On Fri, 2012-10-12 at 14:18 +0200, Christian Ambach wrote:
> Hi Andrew,
> 
> On 10/12/2012 01:26 PM, Andrew Bartlett wrote:
> > By defining this interface, vfs_acl_common does not need to know what
> > the system ACL is, be it posix or nfsv4 or AFS.  It can (if returned)
> > just hash the contents of the data_blob and store it.
> >
> > At a later time, if the contents matches, then the exact NT ACL that
> > the windows client set is returned.  If the hash does not match, the
> > the posix, NFSv4 or AFS ACL must have been changed outside Samba,
> > and an imperfect mapping to an NT ACL is returned instead. [...] I
> > would welcome patches to linearise NFSv4 into NDR in the same way I
> > did for posix ACLs in smb_acl.idl
> 
> Shouldn't we better have one datatype that fits all variants instead of
> having datatypes for each style of ACL? And the common denominator here
> would be the general Windows SD format (as it has all fidelity).

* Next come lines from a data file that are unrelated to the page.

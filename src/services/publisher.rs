//! Periodic webhook publisher.
//!
//! Runs as a background task: each cycle draws one random joke from the
//! store and POSTs it to the configured webhook. Failures are logged and
//! dropped; the next attempt happens only on the next tick.

use crate::config::PayloadShape;
use crate::services::store::JokeStore;
use chrono::Utc;
use reqwest::Client;
use serde_json::json;
use std::sync::Arc;
use std::time::Duration;
use tokio_util::sync::CancellationToken;

/// Fixed collection identifier for the collection payload shape.
const COLLECTION_NAME: &str = "pings-gccd-indore";

pub struct WebhookPublisher {
    client: Client,
    endpoint: String,
    title: String,
    shape: PayloadShape,
    interval: Duration,
    store: Arc<JokeStore>,
    shutdown: CancellationToken,
}

impl WebhookPublisher {
    pub fn new(
        endpoint: &str,
        title: &str,
        shape: PayloadShape,
        interval: Duration,
        store: Arc<JokeStore>,
        shutdown: CancellationToken,
    ) -> Self {
        Self {
            client: Client::new(),
            endpoint: endpoint.to_string(),
            title: title.to_string(),
            shape,
            interval,
            store,
            shutdown,
        }
    }

    /// Run the publish loop until the cancellation token fires.
    ///
    /// The first cycle runs immediately; each interval window after that
    /// contains exactly one cycle.
    pub async fn run(self) {
        let mut ticker = tokio::time::interval(self.interval);

        loop {
            tokio::select! {
                _ = self.shutdown.cancelled() => {
                    tracing::info!("Publisher shutting down");
                    break;
                }
                _ = ticker.tick() => {
                    self.publish_once().await;
                }
            }
        }
    }

    /// One publish cycle. The store lock is released before any network I/O.
    async fn publish_once(&self) {
        let Some(joke) = self.store.random() else {
            tracing::info!("No joke found");
            return;
        };

        let payload = build_payload(self.shape, &self.title, &joke, Utc::now().timestamp_millis());

        match self
            .client
            .post(&self.endpoint)
            .json(&payload)
            .send()
            .await
        {
            Ok(response) if response.status().is_success() => {
                tracing::info!(joke = %joke, "Successfully posted joke");
            }
            Ok(response) => {
                tracing::warn!(status = %response.status(), "Failed to post joke");
            }
            Err(e) => {
                tracing::warn!(error = %e, "Failed to post joke");
            }
        }
    }
}

fn build_payload(shape: PayloadShape, title: &str, joke: &str, timestamp_ms: i64) -> serde_json::Value {
    match shape {
        PayloadShape::Collection => json!({
            "collectionName": COLLECTION_NAME,
            "data": {
                "name": title,
                "message": escape_newlines(joke),
                "timestamp": timestamp_ms,
            }
        }),
        PayloadShape::Simple => json!({ "joke": joke }),
    }
}

/// Replace every literal newline with the two-character sequence `\n`.
fn escape_newlines(text: &str) -> String {
    text.replace('\n', "\\n")
}

#[cfg(test)]
mod tests {
    use super::*;

    #[test]
    fn escape_replaces_each_newline() {
        assert_eq!(escape_newlines("a\nb\nc"), "a\\nb\\nc");
    }

    #[test]
    fn escape_leaves_newline_free_input_unchanged() {
        assert_eq!(escape_newlines("no newlines here"), "no newlines here");
    }

    #[test]
    fn collection_payload_carries_title_message_and_timestamp() {
        let payload = build_payload(
            PayloadShape::Collection,
            "Bot",
            "why did the chicken cross the road?",
            1234,
        );

        assert_eq!(payload["collectionName"], COLLECTION_NAME);
        assert_eq!(payload["data"]["name"], "Bot");
        assert_eq!(
            payload["data"]["message"],
            "why did the chicken cross the road?"
        );
        assert_eq!(payload["data"]["timestamp"], 1234);
    }

    #[test]
    fn collection_payload_escapes_newlines_in_the_message() {
        let payload = build_payload(PayloadShape::Collection, "Bot", "line1\nline2", 0);
        assert_eq!(payload["data"]["message"], "line1\\nline2");
    }

    #[test]
    fn simple_payload_has_a_single_unescaped_joke_field() {
        let payload = build_payload(PayloadShape::Simple, "Bot", "a \"quoted\"\njoke", 0);
        assert_eq!(payload, json!({ "joke": "a \"quoted\"\njoke" }));
    }
}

Using the xattr module on top of NFS4 can be useful to store local SIDs
and to support some appliances that store arbitrary data in the ACL.
And keep in mind that the VFS layer of samba allows to interface with
custom filesystems. It's possible that the system can distinguish a call
changing the ACL via smbd from a call through another program.

Maybe we need a VFS call that can be used to figure out if any ACL
relevant information had been changed in the FS?
What about a VFS function that accepts a hash and returns another one?
A matching hash indicates that nothing changed and a changed one that
something changed. Something like:
static NTSTATUS vfs_acl_hash_changed(uint16_t hash_type,
                                     uint8_t oldhash[SD_HASH_SIZE],
                                     uint8_t *newhash[SD_HASH_SIZE]);

To save context switches it might be an option to return a pointer to
the new security descriptor which will be needed anyway on a change.